YOUR GOAL
For each line below, print it again exactly as shown.

(Saved data entries)

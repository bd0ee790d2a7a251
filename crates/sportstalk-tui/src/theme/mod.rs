//! Theme components for the TUI.
//!
//! This module provides:
//! - [`Theme`] - Color palette (Catppuccin Mocha/Latte/High Contrast)

mod colors;

pub use colors::Theme;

EXERCISE SOLUTION
repository bd0ee790d2a7a251
filename crates/sportstalk-tui/src/theme/mod.rs
//! Theme components for the TUI.
//!
//! This module provides:
//! - [`Theme`] - Color palette (Catppuccin Mocha/Latte/High Contrast)

mod colors;

pub use colors::Theme;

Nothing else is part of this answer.